Is this just for huge PMDs, or does it also cover normal PMDs pointing
to PTE pages?  Is it populated every time we're at or below the PMD
during a fault?  Is it always valid?

>       pte_t *pte;                     /* Pointer to pte entry matching
>                                        * the 'address'. NULL if the page
>                                        * table hasn't been allocated.
>                                        */

What's the relationship between pmd and pte?  Can both be set at the
same time, etc...?

>       spinlock_t *ptl;                /* Page table lock.
>                                        * Protects pte page table if 'pte'
>                                        * is not NULL, otherwise pmd.
>                                        */

Are there any rules for callers when a callee puts a value in here?

>       pgtable_t prealloc_pte;         /* Pre-allocated pte page table.
>                                        * vm_ops->map_pages() calls
>                                        * do_set_pte() from atomic context.
>                                        * do_fault_around() pre-allocates
>                                        * page table to avoid allocation from
>                                        * atomic context.
>                                        */
> };

Who's responsible for freeing this and when?

>>>  /*
>>> @@ -559,7 +560,8 @@ static inline pte_t maybe_mkwrite(pte_t pte, struct 
>>> vm_area_struct *vma)
>>>     return pte;
>>>  }
>>>  
>>> -void do_set_pte(struct fault_env *fe, struct page *page);
>>> +int do_set_pte(struct fault_env *fe, struct mem_cgroup *memcg,
>>> +           struct page *page);
>>>  #endif
>>
>> I think do_set_pte() might be due for a new name if it's going to be
>> doing allocations internally.
> 
> Any suggestions?

alloc_set_pte() is probably fine.  Just make it clear early in some
comments that the allocation is conditional.
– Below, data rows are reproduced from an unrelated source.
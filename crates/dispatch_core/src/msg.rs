#[derive(Debug, Clone, PartialEq, Eq)]
pub enum Msg {
    /// User edited the prompt input box.
    DraftChanged(String),
    /// User attached a file to the draft (already described, not uploaded).
    AttachmentStaged(crate::AttachmentRef),
    /// User submitted the current draft.
    PromptSubmitted,
    /// Engine: the enqueue round trip succeeded.
    Enqueued {
        client_id: crate::ClientId,
        server_id: crate::ServerId,
        status: crate::RemoteStatus,
        chat_id: crate::ChatId,
    },
    /// Engine: a submission gate rejected the prompt before any queue
    /// contact.
    SubmissionRejected {
        client_id: crate::ClientId,
        reason: String,
    },
    /// Engine: the queue refused the prompt or the request failed.
    EnqueueFailed {
        client_id: crate::ClientId,
        message: String,
    },
    /// Timer: one poll interval elapsed.
    PollTick,
    /// Engine: the batched status request round-tripped.
    PollCompleted {
        statuses: Vec<(crate::ServerId, crate::RemoteStatus)>,
    },
    /// Engine: the batched status request failed in transport or parse.
    PollFailed,
    /// User asked to cancel a still-pending job.
    CancelRequested { client_id: crate::ClientId },
    /// Engine: the best-effort remote cancel failed.
    CancelFailed { message: String },
    /// Engine: the conversation layer re-derived the message stream for
    /// `chat_id`.
    TranscriptRefreshed {
        chat_id: crate::ChatId,
        messages: Vec<crate::ChatMessage>,
    },
    /// Restore the confirmed transcript from the persisted cache.
    RestoreTranscript(Vec<crate::ChatMessage>),
    /// User switched conversations; discard all in-flight work.
    ChatSwitched { chat_id: Option<crate::ChatId> },
    /// User asked to resume polling after degraded-service shutdown.
    PollResumeRequested,
    /// Fallback for placeholder wiring.
    NoOp,
}
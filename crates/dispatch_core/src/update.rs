use chrono::Utc;
use dispatch_logging::{dispatch_debug, dispatch_info, dispatch_trace, dispatch_warn};

use crate::{AppState, Effect, JobStatus, Msg, NoticeStatus, RemoteStatus};

/// Pure update function: applies a message to state and returns any effects.
///
/// This is the single writer for the correlation table and the transcript;
/// timer ticks, engine events, and user actions all funnel through here.
pub fn update(mut state: AppState, msg: Msg) -> (AppState, Vec<Effect>) {
    let effects = match msg {
        Msg::DraftChanged(text) => {
            dispatch_trace!("draft now {} chars", text.chars().count());
            state.set_draft(text);
            Vec::new()
        }
        Msg::AttachmentStaged(attachment) => {
            state.stage_attachment(attachment);
            Vec::new()
        }
        Msg::PromptSubmitted => {
            let Some(submission) = state.submit_draft(Utc::now()) else {
                return (state, Vec::new());
            };
            dispatch_info!(
                "submitting job {} ({} chars, {} attachments)",
                submission.client_id,
                submission.content.len(),
                submission.attachments.len()
            );
            vec![
                Effect::ClearDraft,
                Effect::Submit {
                    client_id: submission.client_id,
                    chat_id: state.chat_id().cloned(),
                    content: submission.content,
                    attachments: submission.attachments,
                    history: submission.history,
                },
            ]
        }
        Msg::Enqueued {
            client_id,
            server_id,
            status,
            chat_id,
        } => {
            // The job may have been cancelled or the session reset while
            // the enqueue round trip was in flight; the response must not
            // touch the current session.
            if state.jobs().get(client_id).is_none() {
                dispatch_warn!(
                    "enqueue response for {}: no longer tracked, dropping {}",
                    client_id,
                    server_id
                );
                return (state, Vec::new());
            }
            state.adopt_chat(chat_id.clone());
            let status = status.as_local().unwrap_or(JobStatus::Pending);
            state
                .jobs_mut()
                .attach_server_id(client_id, server_id, status);
            let mut effects = vec![Effect::BumpChat { chat_id }];
            if state.arm_poll() {
                effects.push(Effect::ArmPollTimer);
            }
            effects
        }
        Msg::SubmissionRejected { client_id, reason } => {
            dispatch_info!("submission {} rejected: {}", client_id, reason);
            state.evict(client_id);
            vec![Effect::Notify {
                title: reason,
                status: NoticeStatus::Error,
            }]
        }
        Msg::EnqueueFailed { client_id, message } => {
            dispatch_warn!("enqueue for {} failed: {}", client_id, message);
            state.evict(client_id);
            vec![Effect::Notify {
                title: message,
                status: NoticeStatus::Error,
            }]
        }
        Msg::PollTick => {
            if state.degraded() {
                return (state, Vec::new());
            }
            // Membership is read at tick time, never captured at arm time.
            let queue_ids = state.outstanding_ids();
            if queue_ids.is_empty() {
                if state.disarm_poll_if_idle() {
                    vec![Effect::DisarmPollTimer]
                } else {
                    Vec::new()
                }
            } else {
                vec![Effect::PollStatus { queue_ids }]
            }
        }
        Msg::PollCompleted { statuses } => {
            dispatch_debug!(
                "tick {}: reconciling {} statuses",
                dispatch_logging::get_poll_tick(),
                statuses.len()
            );
            state.reset_poll_failures();
            let mut effects = Vec::new();
            let mut completed = 0usize;
            for (server_id, status) in statuses {
                match status {
                    RemoteStatus::Pending => {}
                    RemoteStatus::Processing => {
                        state.jobs_mut().mark_processing(&server_id);
                    }
                    RemoteStatus::Completed => {
                        if state.evict_by_server(&server_id).is_some() {
                            completed += 1;
                        }
                    }
                    RemoteStatus::Failed => {
                        if state.evict_by_server(&server_id).is_some() {
                            effects.push(Effect::Notify {
                                title: "Message failed".to_owned(),
                                status: NoticeStatus::Error,
                            });
                        }
                    }
                    RemoteStatus::Cancelled => {
                        if state.evict_by_server(&server_id).is_some() {
                            effects.push(Effect::Notify {
                                title: "Message cancelled".to_owned(),
                                status: NoticeStatus::Info,
                            });
                        }
                    }
                }
            }
            // Evictions above are already applied, so the regenerated
            // result can never coexist with an optimistic placeholder.
            if completed > 0 {
                match state.chat_id().cloned() {
                    Some(chat_id) => effects.push(Effect::Regenerate { chat_id }),
                    None => dispatch_warn!("{} jobs completed with no bound chat", completed),
                }
            }
            if state.disarm_poll_if_idle() {
                effects.push(Effect::DisarmPollTimer);
            }
            effects
        }
        Msg::PollFailed => {
            if state.record_poll_failure() {
                dispatch_warn!("poll failure ceiling reached, disarming for this session");
                vec![
                    Effect::DisarmPollTimer,
                    Effect::Notify {
                        title: "Status updates paused after repeated errors".to_owned(),
                        status: NoticeStatus::Error,
                    },
                ]
            } else {
                Vec::new()
            }
        }
        Msg::CancelRequested { client_id } => {
            let Some(job) = state.jobs().get(client_id) else {
                dispatch_debug!("cancel for {}: not tracked", client_id);
                return (state, Vec::new());
            };
            if job.status == JobStatus::Processing {
                // The cancel control is absent for processing jobs; a
                // request that slips through is dropped.
                dispatch_warn!("cancel for {} ignored: already processing", client_id);
                return (state, Vec::new());
            }
            let server_id = job.server_id.clone();
            state.evict(client_id);
            let mut effects = Vec::new();
            if let Some(server_id) = server_id {
                effects.push(Effect::CancelJob { server_id });
            }
            if state.disarm_poll_if_idle() {
                effects.push(Effect::DisarmPollTimer);
            }
            effects
        }
        Msg::CancelFailed { message } => {
            // No rollback; the job is already gone from the user's view.
            vec![Effect::Notify {
                title: message,
                status: NoticeStatus::Error,
            }]
        }
        Msg::TranscriptRefreshed { chat_id, messages } => {
            // A regeneration fetch can outlive a chat switch; a result for
            // a chat this session no longer shows is discarded.
            if state.chat_id() != Some(&chat_id) {
                dispatch_info!("dropping transcript for {}: session has moved on", chat_id);
                return (state, Vec::new());
            }
            state.replace_confirmed(messages.clone());
            vec![Effect::SaveTranscript { messages }]
        }
        Msg::RestoreTranscript(messages) => {
            state.replace_confirmed(messages);
            Vec::new()
        }
        Msg::ChatSwitched { chat_id } => {
            let was_armed = state.reset_session(chat_id);
            if was_armed {
                vec![Effect::DisarmPollTimer]
            } else {
                Vec::new()
            }
        }
        Msg::PollResumeRequested => {
            if state.resume_polling() {
                dispatch_info!("polling resumed by user");
                vec![Effect::ArmPollTimer]
            } else {
                Vec::new()
            }
        }
        Msg::NoOp => Vec::new(),
    };

    (state, effects)
}
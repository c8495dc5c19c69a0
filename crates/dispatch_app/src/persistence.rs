use std::path::Path;

use dispatch_core::{AttachmentRef, ChatMessage, Role};
use dispatch_engine::SnapshotStore;
use dispatch_logging::{dispatch_error, dispatch_info, dispatch_warn};
use serde::{Deserialize, Serialize};

#[derive(Debug, Clone, Serialize, Deserialize)]
struct PersistedAttachment {
    name: String,
    content_type: String,
    url: String,
}

#[derive(Debug, Clone, Serialize, Deserialize)]
struct PersistedMessage {
    role: String,
    content: String,
    attachments: Vec<PersistedAttachment>,
}

#[derive(Debug, Clone, Serialize, Deserialize, Default)]
struct PersistedTranscript {
    messages: Vec<PersistedMessage>,
}

fn store(cache_dir: &Path) -> SnapshotStore {
    SnapshotStore::new(cache_dir.to_path_buf())
}

/// Loads the cached confirmed transcript, if any. Parse errors are logged
/// and treated as an empty cache.
pub(crate) fn load_transcript(cache_dir: &Path) -> Vec<ChatMessage> {
    let store = store(cache_dir);
    let content = match store.load_transcript() {
        Ok(Some(text)) => text,
        Ok(None) => return Vec::new(),
        Err(err) => {
            dispatch_warn!("Failed to read transcript snapshot in {:?}: {}", cache_dir, err);
            return Vec::new();
        }
    };

    let cached: PersistedTranscript = match ron::from_str(&content) {
        Ok(cached) => cached,
        Err(err) => {
            dispatch_warn!("Failed to parse transcript snapshot in {:?}: {}", cache_dir, err);
            return Vec::new();
        }
    };

    dispatch_info!("Loaded cached transcript from {:?}", cache_dir);
    cached
        .messages
        .into_iter()
        .map(|message| ChatMessage {
            role: parse_role(&message.role),
            content: message.content,
            attachments: message
                .attachments
                .into_iter()
                .map(|a| AttachmentRef {
                    name: a.name,
                    content_type: a.content_type,
                    url: a.url,
                })
                .collect(),
        })
        .collect()
}

pub(crate) fn save_transcript(cache_dir: &Path, messages: &[ChatMessage]) {
    let cached = PersistedTranscript {
        messages: messages
            .iter()
            .map(|message| PersistedMessage {
                role: role_name(message.role).to_owned(),
                content: message.content.clone(),
                attachments: message
                    .attachments
                    .iter()
                    .map(|a| PersistedAttachment {
                        name: a.name.clone(),
                        content_type: a.content_type.clone(),
                        url: a.url.clone(),
                    })
                    .collect(),
            })
            .collect(),
    };

    let pretty = ron::ser::PrettyConfig::new();
    let content = match ron::ser::to_string_pretty(&cached, pretty) {
        Ok(text) => text,
        Err(err) => {
            dispatch_error!("Failed to serialize transcript snapshot: {}", err);
            return;
        }
    };

    if let Err(err) = store(cache_dir).save_transcript(&content) {
        dispatch_error!("Failed to write transcript snapshot in {:?}: {}", cache_dir, err);
    }
}

/// Restores an unsent draft left over from a previous run.
pub(crate) fn load_draft(cache_dir: &Path) -> Option<String> {
    match store(cache_dir).load_draft() {
        Ok(Some(text)) if !text.trim().is_empty() => Some(text),
        Ok(_) => None,
        Err(err) => {
            dispatch_warn!("Failed to read draft snapshot in {:?}: {}", cache_dir, err);
            None
        }
    }
}

pub(crate) fn save_draft(cache_dir: &Path, draft: &str) {
    if draft.trim().is_empty() {
        clear_draft(cache_dir);
        return;
    }
    if let Err(err) = store(cache_dir).save_draft(draft) {
        dispatch_error!("Failed to write draft snapshot in {:?}: {}", cache_dir, err);
    }
}

/// Removes the persisted draft once the prompt has been submitted.
pub(crate) fn clear_draft(cache_dir: &Path) {
    if let Err(err) = store(cache_dir).clear_draft() {
        dispatch_warn!("Failed to clear draft snapshot in {:?}: {}", cache_dir, err);
    }
}

fn parse_role(role: &str) -> Role {
    if role.eq_ignore_ascii_case("assistant") {
        Role::Assistant
    } else {
        Role::User
    }
}

fn role_name(role: Role) -> &'static str {
    match role {
        Role::User => "user",
        Role::Assistant => "assistant",
    }
}

#[cfg(test)]
mod tests {
    use super::*;

    fn message(role: Role, content: &str) -> ChatMessage {
        ChatMessage {
            role,
            content: content.to_owned(),
            attachments: Vec::new(),
        }
    }

    #[test]
    fn transcript_round_trips_through_the_cache() {
        let dir = tempfile::tempdir().expect("tempdir");
        let messages = vec![
            ChatMessage {
                role: Role::User,
                content: "Hello".to_owned(),
                attachments: vec![AttachmentRef {
                    name: "a.png".to_owned(),
                    content_type: "image/png".to_owned(),
                    url: "https://files.example/a.png".to_owned(),
                }],
            },
            message(Role::Assistant, "Hi there"),
        ];

        save_transcript(dir.path(), &messages);
        let restored = load_transcript(dir.path());
        assert_eq!(restored, messages);
    }

    #[test]
    fn missing_cache_loads_as_empty() {
        let dir = tempfile::tempdir().expect("tempdir");
        assert!(load_transcript(dir.path()).is_empty());
    }

    #[test]
    fn corrupt_cache_loads_as_empty() {
        let dir = tempfile::tempdir().expect("tempdir");
        let path = store(dir.path()).transcript_path();
        std::fs::write(path, "not ron at all").unwrap();
        assert!(load_transcript(dir.path()).is_empty());
    }

    #[test]
    fn draft_is_saved_and_cleared() {
        let dir = tempfile::tempdir().expect("tempdir");
        save_draft(dir.path(), "half a thought");
        assert_eq!(load_draft(dir.path()).as_deref(), Some("half a thought"));

        clear_draft(dir.path());
        assert_eq!(load_draft(dir.path()), None);
        // Clearing twice is fine.
        clear_draft(dir.path());
    }
}
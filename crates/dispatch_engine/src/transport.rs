use std::time::Duration;

use serde::de::DeserializeOwned;
use serde::Serialize;

use crate::types::{
    CancelRequest, CancelResponse, EnqueueRequest, EnqueueResponse, QueueHandle, QueueStatus,
    StatusRequest, StatusResponse, TransportError, ENQUEUE_FALLBACK_ERROR,
};

const ENQUEUE_PATH: &str = "/api/queue";
const STATUS_PATH: &str = "/api/queue/status";
const CANCEL_PATH: &str = "/api/queue/cancel";

#[derive(Debug, Clone)]
pub struct TransportSettings {
    pub base_url: String,
    pub connect_timeout: Duration,
    pub request_timeout: Duration,
}

impl Default for TransportSettings {
    fn default() -> Self {
        Self {
            base_url: "http://127.0.0.1:8080".to_string(),
            connect_timeout: Duration::from_secs(10),
            request_timeout: Duration::from_secs(30),
        }
    }
}

/// The one-shot request/response seam to the remote queue.
#[async_trait::async_trait]
pub trait QueueTransport: Send + Sync {
    /// Hands a prompt to the queue; returns the server id and initial
    /// status.
    async fn enqueue(&self, request: &EnqueueRequest) -> Result<QueueHandle, TransportError>;

    /// One batched status fetch for all outstanding server ids.
    async fn fetch_status(
        &self,
        request: &StatusRequest,
    ) -> Result<Vec<(String, QueueStatus)>, TransportError>;

    /// Best-effort cancel of a still-pending job.
    async fn cancel(&self, request: &CancelRequest) -> Result<(), TransportError>;
}

#[derive(Debug, Clone)]
pub struct HttpQueueTransport {
    client: reqwest::Client,
    settings: TransportSettings,
}

impl HttpQueueTransport {
    pub fn new(settings: TransportSettings) -> Result<Self, TransportError> {
        let client = reqwest::Client::builder()
            .connect_timeout(settings.connect_timeout)
            .timeout(settings.request_timeout)
            .build()
            .map_err(|err| TransportError::Network(err.to_string()))?;
        Ok(Self { client, settings })
    }

    pub fn settings(&self) -> &TransportSettings {
        &self.settings
    }

    fn endpoint(&self, path: &str) -> String {
        format!("{}{}", self.settings.base_url.trim_end_matches('/'), path)
    }

    pub(crate) async fn post<B, R>(&self, path: &str, body: &B) -> Result<R, TransportError>
    where
        B: Serialize + Sync,
        R: DeserializeOwned,
    {
        let response = self
            .client
            .post(self.endpoint(path))
            .json(body)
            .send()
            .await
            .map_err(map_reqwest_error)?;

        let status = response.status();
        if !status.is_success() {
            return Err(TransportError::HttpStatus(status.as_u16()));
        }

        response
            .json::<R>()
            .await
            .map_err(|err| TransportError::Malformed(err.to_string()))
    }
}

#[async_trait::async_trait]
impl QueueTransport for HttpQueueTransport {
    async fn enqueue(&self, request: &EnqueueRequest) -> Result<QueueHandle, TransportError> {
        let response: EnqueueResponse = self.post(ENQUEUE_PATH, request).await?;
        if !response.success {
            return Err(TransportError::Rejected(
                response
                    .error
                    .unwrap_or_else(|| ENQUEUE_FALLBACK_ERROR.to_string()),
            ));
        }
        response
            .queue
            .ok_or_else(|| TransportError::Malformed("missing queue handle".to_string()))
    }

    async fn fetch_status(
        &self,
        request: &StatusRequest,
    ) -> Result<Vec<(String, QueueStatus)>, TransportError> {
        let response: StatusResponse = self.post(STATUS_PATH, request).await?;
        if !response.success {
            return Err(TransportError::Rejected(
                response
                    .error
                    .unwrap_or_else(|| "status check failed".to_string()),
            ));
        }
        Ok(response
            .queue
            .into_iter()
            .map(|handle| (handle.id, handle.status))
            .collect())
    }

    async fn cancel(&self, request: &CancelRequest) -> Result<(), TransportError> {
        let response: CancelResponse = self.post(CANCEL_PATH, request).await?;
        if !response.success {
            return Err(TransportError::Rejected(
                response
                    .error
                    .unwrap_or_else(|| "cancel failed".to_string()),
            ));
        }
        Ok(())
    }
}

fn map_reqwest_error(err: reqwest::Error) -> TransportError {
    if err.is_timeout() {
        return TransportError::Timeout;
    }
    TransportError::Network(err.to_string())
}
>>> diff --git a/mm/filemap.c b/mm/filemap.c
>>> index 28b3875969a8..ba8150d6dc33 100644
>>> --- a/mm/filemap.c
>>> +++ b/mm/filemap.c
>>> @@ -2146,11 +2146,6 @@ void filemap_map_pages(struct fault_env *fe,
>>>                     start_pgoff) {
>>>             if (iter.index > end_pgoff)
>>>                     break;
>>> -           fe->pte += iter.index - last_pgoff;
>>> -           fe->address += (iter.index - last_pgoff) << PAGE_SHIFT;
>>> -           last_pgoff = iter.index;
>>> -           if (!pte_none(*fe->pte))
>>> -                   goto next;
>>>  repeat:
>>>             page = radix_tree_deref_slot(slot);
>>>             if (unlikely(!page))
>>> @@ -2187,7 +2182,17 @@ repeat:
>>>  
>>>             if (file->f_ra.mmap_miss > 0)
>>>                     file->f_ra.mmap_miss--;
>>> -           do_set_pte(fe, page);
>>> +
>>> +           fe->address += (iter.index - last_pgoff) << PAGE_SHIFT;
>>> +           if (fe->pte)
>>> +                   fe->pte += iter.index - last_pgoff;
>>> +           last_pgoff = iter.index;
>>> +           if (do_set_pte(fe, NULL, page)) {
>>> +                   /* failed to setup page table: giving up */
>>> +                   if (!fe->pte)
>>> +                           break;
>>> +                   goto unlock;
>>> +           }
>>
>> What's the failure here, though?
> 
> At this point in patchset it never fails: allocation failure is not
> possible as we pre-allocate page table for faularound.
> 
> Later after do_set_pmd() is introduced, huge page can be mapped here. By
> us or under us.
> 
> I'll update comment.

So why check the return value of do_set_pte()?  Why can it return nonzero?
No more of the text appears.